Without tackling this structure and the underlying maxim, agility will silt up within these silos. The small agile project within a division will hardly make a big difference, because the division itself is only a tiny part of the value chain and therefore the feedback on the work of the division, which is so important for agility, is only available at the end of a long series of handovers.
A characteristic feature of true agility is to work across silo boundaries along the value chain in an interdisciplinary team. Hirotaka Takeuchi and Ikujiro Nonaka already identified this exact characteristic in 1986 in their research on successful product development teams and described it in their article “The New New Product Development Game” ( Harvard Business Review).
In this sense, the agile transformation must therefore think big and break open silos in order to promote interdisciplinary cooperation, reduce handovers and ultimately shorten the feedback loop of experimentation and validation. Otherwise, the inconspicuous caterpillar will not turn into a beautiful butterfly, but rather into a somewhat more colorful caterpillar, disoriented and exhausted by the senseless theater of transformation.

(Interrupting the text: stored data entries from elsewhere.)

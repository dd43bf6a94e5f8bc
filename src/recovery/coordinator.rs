//! Turns raw errors into diagnostics and recovery decisions.
//!
//! Each reported error goes through the same stages, in order: classify,
//! describe, render, check recoverability, bound retries, dispatch. Lower
//! layers only return errors; this is the one place that prints them.

use std::collections::BTreeMap;
use std::error::Error as StdError;
use std::io::{self, Write};
use std::path::{Path, PathBuf};
use std::sync::Arc;

use chrono::{DateTime, Utc};
use serde::Serialize;
use serde_json::{json, Value};

use super::context::{ErrorContext, RecoveryContext};
use super::outcome::{RecoveryOption, RecoveryOutcome};
use crate::error::{classify, describe, DomainError, ErrorDescriptor, ErrorFamily, ErrorKind, RecoveryStrategy};
use crate::logging::Logger;
use crate::port::suggest_free_port;
use crate::ui::{DebugInfo, PanelContent, PanelRenderer};

/// Default ceiling on recovery dispatches per `(kind, project)`.
pub const DEFAULT_MAX_ATTEMPTS: u32 = 3;

/// File name of the end-of-run report.
pub const ERROR_REPORT_FILE: &str = "error-report.json";

/// End-of-run summary written in debug mode.
#[derive(Debug, Clone, Serialize)]
#[serde(rename_all = "camelCase")]
pub struct ErrorReport {
    pub timestamp: DateTime<Utc>,
    pub platform: String,
    /// Version of the JavaScript runtime the project targets, when probed.
    pub runtime_version: Option<String>,
    pub tool_version: String,
    pub error_count: u32,
    pub log_file: Option<PathBuf>,
}

/// Central error handler for one invocation.
pub struct RecoveryCoordinator {
    logger: Arc<Logger>,
    renderer: PanelRenderer,
    max_attempts: u32,
    sink: Box<dyn Write + Send>,
}

impl std::fmt::Debug for RecoveryCoordinator {
    fn fmt(&self, f: &mut std::fmt::Formatter<'_>) -> std::fmt::Result {
        f.debug_struct("RecoveryCoordinator")
            .field("renderer", &self.renderer)
            .field("max_attempts", &self.max_attempts)
            .finish_non_exhaustive()
    }
}

impl RecoveryCoordinator {
    /// A coordinator printing panels to stderr.
    pub fn new(logger: Arc<Logger>, renderer: PanelRenderer) -> Self {
        Self {
            logger,
            renderer,
            max_attempts: DEFAULT_MAX_ATTEMPTS,
            sink: Box::new(io::stderr()),
        }
    }

    pub fn with_max_attempts(mut self, max_attempts: u32) -> Self {
        self.max_attempts = max_attempts;
        self
    }

    /// Redirect panels and notes, e.g. into a buffer.
    pub fn with_sink(mut self, sink: Box<dyn Write + Send>) -> Self {
        self.sink = sink;
        self
    }

    pub fn logger(&self) -> &Logger {
        &self.logger
    }

    pub fn renderer(&self) -> &PanelRenderer {
        &self.renderer
    }

    /// Handles one error and decides how the run continues.
    pub async fn report_error(
        &mut self,
        error: &(dyn StdError + 'static),
        context: &ErrorContext,
        state: &mut RecoveryContext,
    ) -> RecoveryOutcome {
        let kind = classify(error);
        let descriptor = describe(kind);
        state.record_error();

        let mut details = find_domain_error(error)
            .map(|e| e.details().clone())
            .unwrap_or_default();
        for (key, value) in context.to_details() {
            details.entry(key).or_insert(value);
        }

        self.logger.error_with(
            descriptor.message,
            error,
            Some(json!({ "context": context, "details": &details })),
        );

        let message = error.to_string();
        let panel = self.renderer.render_error(&PanelContent {
            descriptor: &descriptor,
            error_message: &message,
            details: &details,
            debug: self.logger.is_debug().then(|| DebugInfo {
                kind,
                log_path: self.logger.log_path(),
            }),
        });
        self.emit(&panel);

        if !descriptor.recoverable {
            return RecoveryOutcome::Fatal;
        }

        let key = context.attempt_key();
        let attempt = state.record_attempt(kind, key);
        if attempt > self.max_attempts {
            self.logger.warn(
                &format!(
                    "giving up on {} for {} after {} attempts",
                    kind, key, self.max_attempts
                ),
                Some(json!({ "kind": kind, "key": key, "attempt": attempt })),
            );
            let warning = self.renderer.render_warning(&format!(
                "Recovery limit reached for this error ({} attempts)",
                self.max_attempts
            ));
            self.emit(&warning);
            return RecoveryOutcome::Fatal;
        }

        let outcome = self.dispatch(&descriptor, context, &details, state).await;
        self.logger.info(
            "recovery outcome",
            Some(json!({ "kind": kind, "attempt": attempt, "outcome": &outcome })),
        );
        outcome
    }

    /// Like [`report_error`](Self::report_error), reduced to whether the
    /// run may continue.
    pub async fn report(
        &mut self,
        error: &(dyn StdError + 'static),
        context: &ErrorContext,
        state: &mut RecoveryContext,
    ) -> bool {
        self.report_error(error, context, state).await.is_recovered()
    }

    async fn dispatch(
        &mut self,
        descriptor: &ErrorDescriptor,
        context: &ErrorContext,
        details: &BTreeMap<String, Value>,
        state: &mut RecoveryContext,
    ) -> RecoveryOutcome {
        let kind = descriptor.kind;
        match descriptor.strategy() {
            RecoveryStrategy::SkipFeature => {
                let feature = kind.optional_feature().unwrap_or("optional feature");
                state.skip_feature(feature);
                let warning = self
                    .renderer
                    .render_warning(&format!("Continuing without {} support", feature));
                self.emit(&warning);
                RecoveryOutcome::Skipped {
                    feature: feature.to_string(),
                }
            }
            RecoveryStrategy::ManualInstructions => {
                let note = manual_instructions(kind, context.path.as_deref());
                let rendered = self.renderer.render_note(&note);
                self.emit(&rendered);
                RecoveryOutcome::Recovered { note }
            }
            RecoveryStrategy::PresentOptions => {
                let options = self.options_for(kind, context, details).await;
                for option in &options {
                    let rendered = self.renderer.render_note(&option.to_string());
                    self.emit(&rendered);
                }
                RecoveryOutcome::OptionsPresented { options }
            }
            RecoveryStrategy::Abort => RecoveryOutcome::Fatal,
        }
    }

    async fn options_for(
        &self,
        kind: ErrorKind,
        context: &ErrorContext,
        details: &BTreeMap<String, Value>,
    ) -> Vec<RecoveryOption> {
        match kind {
            ErrorKind::DirectoryExists => vec![
                RecoveryOption::Rename,
                RecoveryOption::Delete,
                RecoveryOption::Overwrite,
            ],
            ErrorKind::PortInUse => {
                let mut options = Vec::new();
                if let Some(port) = context.port {
                    if let Some(free) = suggest_free_port(port).await {
                        options.push(RecoveryOption::UsePort { port: free });
                    }
                }
                options.push(RecoveryOption::ChoosePort);
                options
            }
            ErrorKind::ProcessTimeout => vec![RecoveryOption::Retry, RecoveryOption::Abort],
            _ if kind.family() == ErrorFamily::Validation => {
                let field = details
                    .get("field")
                    .and_then(Value::as_str)
                    .unwrap_or_else(|| field_for(kind));
                vec![RecoveryOption::ReEnter {
                    field: field.to_string(),
                }]
            }
            _ => vec![RecoveryOption::Retry, RecoveryOption::Abort],
        }
    }

    fn emit(&mut self, text: &str) {
        let _ = self.sink.write_all(text.as_bytes());
        let _ = self.sink.flush();
    }

    /// Writes [`ERROR_REPORT_FILE`] into `dir` when debug mode is on.
    ///
    /// Returns the written path. Failures are logged, never returned.
    pub fn write_report(
        &self,
        dir: &Path,
        state: &RecoveryContext,
        runtime_version: Option<String>,
    ) -> Option<PathBuf> {
        if !self.logger.is_debug() {
            return None;
        }
        let report = ErrorReport {
            timestamp: Utc::now(),
            platform: format!("{}-{}", std::env::consts::OS, std::env::consts::ARCH),
            runtime_version,
            tool_version: env!("CARGO_PKG_VERSION").to_string(),
            error_count: state.error_count(),
            log_file: self.logger.log_path().map(Path::to_path_buf),
        };
        let path = dir.join(ERROR_REPORT_FILE);
        let written = std::fs::create_dir_all(dir)
            .and_then(|_| serde_json::to_vec_pretty(&report).map_err(io::Error::from))
            .and_then(|bytes| std::fs::write(&path, bytes));
        match written {
            Ok(()) => {
                self.logger.debug(
                    "wrote error report",
                    Some(json!({ "path": path.display().to_string() })),
                );
                Some(path)
            }
            Err(e) => {
                self.logger.warn(
                    &format!("could not write {}: {}", path.display(), e),
                    None,
                );
                None
            }
        }
    }
}

/// The first [`DomainError`] in `error`'s source chain.
pub fn find_domain_error<'a>(error: &'a (dyn StdError + 'static)) -> Option<&'a DomainError> {
    std::iter::successors(Some(error), |&e| e.source()).find_map(|e| e.downcast_ref::<DomainError>())
}

fn manual_instructions(kind: ErrorKind, path: Option<&Path>) -> String {
    let location = path
        .map(|p| format!("cd {} && ", p.display()))
        .unwrap_or_default();
    match kind {
        ErrorKind::DependencyInstallFailed => format!(
            "Dependencies were not installed. Run `{}npm install` manually once the problem is fixed.",
            location
        ),
        _ => format!(
            "Network access failed. Check your connection or proxy, then run `{}npm install` manually.",
            location
        ),
    }
}

fn field_for(kind: ErrorKind) -> &'static str {
    match kind {
        ErrorKind::InvalidProjectName => "project-name",
        ErrorKind::InvalidPort | ErrorKind::PortInUse => "port",
        ErrorKind::InvalidDatabaseName => "db-name",
        ErrorKind::InvalidCredentials => "db-user",
        _ => "value",
    }
}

There are no blueprints for an agile organization and no master plan for transformation, no matter how convincing the promises of the respective consultants sound. The attempt to impose panaceas and seemingly proven models on one’s own organization leads straight to cargo cult hell. Not because the blueprints and models are fundamentally wrong or bad, but because they are not the result of shared experiences. Agile transformation is and remains a joint learning journey.

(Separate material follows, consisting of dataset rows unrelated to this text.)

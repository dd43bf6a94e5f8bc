//! Error taxonomy and classification.
//!
//! Every failure the generator can hit is reduced to a closed [`ErrorKind`],
//! carried as a [`DomainError`], and explained to the user through an
//! [`ErrorDescriptor`]. Classification trusts structured signals first and
//! keyword heuristics last.

pub mod classification;
pub mod descriptor;
pub mod detector;
pub mod domain;
pub mod kind;

// Re-export main types for convenient access
pub use classification::{classify, classify_exit_status, classify_io_error, classify_message};
pub use descriptor::{describe, describe_code, ErrorDescriptor, RecoveryStrategy};
pub use detector::{ErrorDetector, ErrorPattern};
pub use domain::{DomainError, DomainResult};
pub use kind::{ErrorFamily, ErrorKind};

A journey of a thousand miles begins with a single step.
Laozi (Chapter 64 of the Dao De Jing)
Every organization must develop a suitable model step by step in the course of the agile transformation. An agile transformation cannot be conceived on the drawing board and then executed by legions of change managers. Instead, it develops itself in an agile manner from an initial Minimum Viable Product (MVP) through numerous intermediate stages, the value of which can ideally be proven with suitable key performance indicators.

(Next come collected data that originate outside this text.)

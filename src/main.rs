use clap::{ArgAction, Parser};
use std::path::PathBuf;
use std::process::ExitCode;
use std::sync::Arc;

use stackwizard::cleanup::CleanupService;
use stackwizard::config::WizardSettings;
use stackwizard::logging::{init_logging, Logger, LoggerConfig, LoggingConfig};
use stackwizard::port::{is_port_free, suggest_free_port};
use stackwizard::project::{ProjectConfig, UiLibrary};
use stackwizard::recovery::{ErrorContext, RecoveryContext, RecoveryCoordinator};
use stackwizard::requirements::SystemRequirementChecker;
use stackwizard::ui::{InterruptHandler, PanelRenderer, StepSpinner, Theme};
use stackwizard::validation::{validate_with, Field, Validation, ValidationOptions};
use stackwizard::workflow::{exit_codes, GenerationWorkflow, RunStatus, WorkflowOptions};

#[derive(Parser, Debug)]
#[command(name = "stackwizard")]
#[command(version)]
#[command(about = "Generate full-stack FastAPI + React projects")]
struct Cli {
    /// Write JSON-lines debug logs to ~/.stackwizard/logs
    #[arg(long, global = true)]
    debug: bool,

    /// Disable colors (also respects NO_COLOR environment variable)
    #[arg(long, global = true)]
    no_color: bool,

    /// Suppress all output except errors
    #[arg(long, short, global = true)]
    quiet: bool,

    /// Increase verbosity (-v, -vv, -vvv)
    #[arg(long, short, action = ArgAction::Count, conflicts_with = "quiet", global = true)]
    verbose: u8,

    /// Settings file (defaults to ./stackwizard.toml when present)
    #[arg(long, value_name = "FILE", global = true)]
    config: Option<PathBuf>,

    #[command(subcommand)]
    command: Commands,
}

#[derive(clap::Subcommand, Debug)]
enum Commands {
    /// Generate a new project
    New {
        /// Project name (lowercase letters, numbers and hyphens)
        name: String,

        /// Database name [default: project name with underscores]
        #[arg(long)]
        db_name: Option<String>,

        /// Database user
        #[arg(long, default_value = "postgres")]
        db_user: String,

        /// Database password
        #[arg(long)]
        db_password: Option<String>,

        /// Backend API port
        #[arg(long, default_value = "8000")]
        api_port: String,

        /// Frontend dev server port
        #[arg(long, default_value = "3000")]
        frontend_port: String,

        /// UI library: mui or tailwind
        #[arg(long, default_value = "mui")]
        ui: UiLibrary,

        /// Parent directory of the project [default: current directory]
        #[arg(long, short = 'd')]
        dir: Option<PathBuf>,

        /// Run npm install after generation
        #[arg(long)]
        install: bool,
    },
    /// Check that required tools are installed
    Doctor,
    /// Validate a single value
    Validate {
        /// project-name, port, db-name, db-user or db-password
        field: Field,

        /// Value to check
        #[arg(allow_hyphen_values = true)]
        value: String,
    },
    /// Check whether a local port is free
    Port {
        port: u16,
    },
    /// Remove a generated project, backing up large trees first
    Cleanup {
        path: PathBuf,
    },
}

/// Shared state every command needs.
struct Session {
    settings: WizardSettings,
    logger: Arc<Logger>,
    theme: Theme,
    quiet: bool,
}

impl Session {
    fn coordinator(&self) -> RecoveryCoordinator {
        RecoveryCoordinator::new(Arc::clone(&self.logger), PanelRenderer::new(self.theme))
            .with_max_attempts(self.settings.max_recovery_attempts)
    }

    fn say(&self, line: &str) {
        if !self.quiet {
            println!("{}", line);
        }
    }
}

#[tokio::main]
async fn main() -> Result<ExitCode, Box<dyn std::error::Error>> {
    let cli = Cli::parse();

    let use_color = !cli.no_color && std::env::var_os("NO_COLOR").is_none();
    let mut settings = match WizardSettings::load(cli.config.as_deref()) {
        Ok(settings) => settings,
        Err(e) => {
            eprintln!("Error: {}", e);
            return Ok(exit_codes::failed());
        }
    };
    settings.debug |= cli.debug;

    init_logging(LoggingConfig::from_flags(settings.debug, cli.verbose, cli.quiet).with_ansi(use_color));

    let session = Session {
        logger: Arc::new(Logger::new(&LoggerConfig::from(&settings))),
        theme: Theme::default().with_colors(use_color),
        quiet: cli.quiet,
        settings,
    };

    let code = match cli.command {
        Commands::New {
            name,
            db_name,
            db_user,
            db_password,
            api_port,
            frontend_port,
            ui,
            dir,
            install,
        } => {
            let mut config = ProjectConfig::with_defaults(&name);
            if let Some(db_name) = db_name {
                config.db_name = db_name;
            }
            config.db_user = db_user;
            config.db_password = db_password.unwrap_or_default();
            config.api_port = api_port;
            config.frontend_port = frontend_port;
            config.ui_library = ui;

            let parent = match dir {
                Some(dir) => dir,
                None => std::env::current_dir()?,
            };
            run_new(&session, config, parent.join(&name), install).await
        }
        Commands::Doctor => run_doctor(&session).await,
        Commands::Validate { field, value } => run_validate(&session, field, &value),
        Commands::Port { port } => run_port(&session, port).await,
        Commands::Cleanup { path } => run_cleanup(&session, &path),
    };

    if let Some(path) = session.logger.log_path() {
        if !session.quiet {
            eprintln!("Debug log: {}", path.display());
        }
    }
    Ok(code)
}

async fn run_new(session: &Session, config: ProjectConfig, target: PathBuf, install: bool) -> ExitCode {
    let interrupt = InterruptHandler::new();
    if let Err(e) = interrupt.install_handler() {
        session
            .logger
            .warn(&format!("could not install Ctrl+C handler: {}", e), None);
    }

    let mut workflow = GenerationWorkflow::new(session.settings.clone(), Arc::clone(&session.logger), session.theme)
        .with_options(WorkflowOptions {
            install,
            quiet: session.quiet,
        })
        .with_interrupt(interrupt);
    let report = workflow.run(&config, &target).await;
    let theme = &session.theme;

    match &report.status {
        RunStatus::Completed => {
            session.say(&format!(
                "{} Created {} at {}",
                theme.paint_bold("✓", theme.success),
                config.name,
                report.target.display()
            ));
            for feature in &report.skipped_features {
                session.say(&format!(
                    "{} Skipped {} (not installed)",
                    theme.paint("⚠", theme.warning),
                    feature
                ));
            }
            for note in &report.notes {
                session.say(&format!("{} {}", theme.paint("→", theme.info), note));
            }
        }
        RunStatus::NeedsInput { .. } => {
            eprintln!("Fix the problem above and run the command again.");
        }
        RunStatus::Failed { .. } => {
            if let Some(cleanup) = &report.cleanup {
                if cleanup.removed {
                    eprintln!("Removed partially generated {}", report.target.display());
                }
            }
        }
    }
    if let Some(path) = &report.report_file {
        eprintln!("Error report: {}", path.display());
    }
    report.exit_code()
}

async fn run_doctor(session: &Session) -> ExitCode {
    let checker = SystemRequirementChecker::new(session.settings.probe_timeout());
    let spinner = StepSpinner::start("Checking system requirements", session.theme, session.quiet);
    let theme = &session.theme;

    match checker.check_all(&session.logger).await {
        Ok(report) => {
            spinner.finish_and_clear();
            for (name, status) in report.iter() {
                let (icon, color) = match (status.installed, status.meets_minimum) {
                    (true, Some(false)) => ("⚠", theme.warning),
                    (true, _) => ("✓", theme.success),
                    (false, _) => ("✗", theme.muted),
                };
                let version = status
                    .version
                    .map(|v| v.to_string())
                    .unwrap_or_else(|| "not installed".to_string());
                let optional = if status.optional { " (optional)" } else { "" };
                session.say(&format!("{} {:<8} {}{}", theme.paint(icon, color), name, version, optional));
            }
            exit_codes::success()
        }
        Err(e) => {
            spinner.finish_with_error("System requirements not met");
            let mut state = RecoveryContext::new();
            session
                .coordinator()
                .report_error(&e, &ErrorContext::new().with_stage("preflight"), &mut state)
                .await;
            exit_codes::failed()
        }
    }
}

fn run_validate(session: &Session, field: Field, value: &str) -> ExitCode {
    let options = ValidationOptions {
        strict_passwords: session.settings.strict_passwords,
    };
    let theme = &session.theme;
    match validate_with(field, value, options) {
        Validation::Valid => {
            session.say(&format!("{} {} is valid", theme.paint("✓", theme.success), field));
            exit_codes::success()
        }
        Validation::Warning(message) => {
            session.say(&format!("{} {}", theme.paint("⚠", theme.warning), message));
            exit_codes::success()
        }
        Validation::Invalid(message) => {
            eprintln!("{} {}", theme.paint("✗", theme.error), message);
            exit_codes::failed()
        }
    }
}

async fn run_port(session: &Session, port: u16) -> ExitCode {
    let theme = &session.theme;
    if is_port_free(port).await {
        session.say(&format!("{} Port {} is free", theme.paint("✓", theme.success), port));
        return exit_codes::success();
    }
    let hint = match suggest_free_port(port).await {
        Some(free) => format!("; port {} is free", free),
        None => String::new(),
    };
    eprintln!("{} Port {} is in use{}", theme.paint("✗", theme.error), port, hint);
    exit_codes::failed()
}

fn run_cleanup(session: &Session, path: &std::path::Path) -> ExitCode {
    let service = CleanupService::new(Arc::clone(&session.logger))
        .with_threshold(session.settings.backup_threshold_bytes)
        .with_theme(session.theme);
    let outcome = service.cleanup(path);
    if !outcome.existed {
        session.say(&format!("Nothing to remove at {}", path.display()));
        return exit_codes::success();
    }
    if outcome.removed {
        session.say(&format!(
            "{} Removed {}",
            session.theme.paint("✓", session.theme.success),
            path.display()
        ));
        exit_codes::success()
    } else {
        exit_codes::failed()
    }
}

The leadership task in agile transformation is not to select the best model of an agile organization or to design one of its own and then roll it out. This top-down approach violates the agile principle of self-organization because it degrades people and teams to passive objects of transformation, even though the goal is precisely autonomous, self-responsible and active subjects.
If you want to spare your agile transformation this dead end, you are well advised to hang the role of the chess master on the hook and act more like a gardener. The goal must be to create a setting in which a suitable agile organizational model gradually emerges from the cooperation of self-organized teams. This joint learning process cannot be shortened by blueprints.
People don’t resist change — they resist being changed.
However, learning can be accelerated through sharing and networking. Readily sharing experiences and knowledge, especially outside your own silo, is crucial. A program like Working Out Loud can help here, but the role model of leaders is crucial. As long as every manager continues to put his or her own business in order, there will be no fruitful exchange of ideas and information hiding and cover your ass will remain the norm.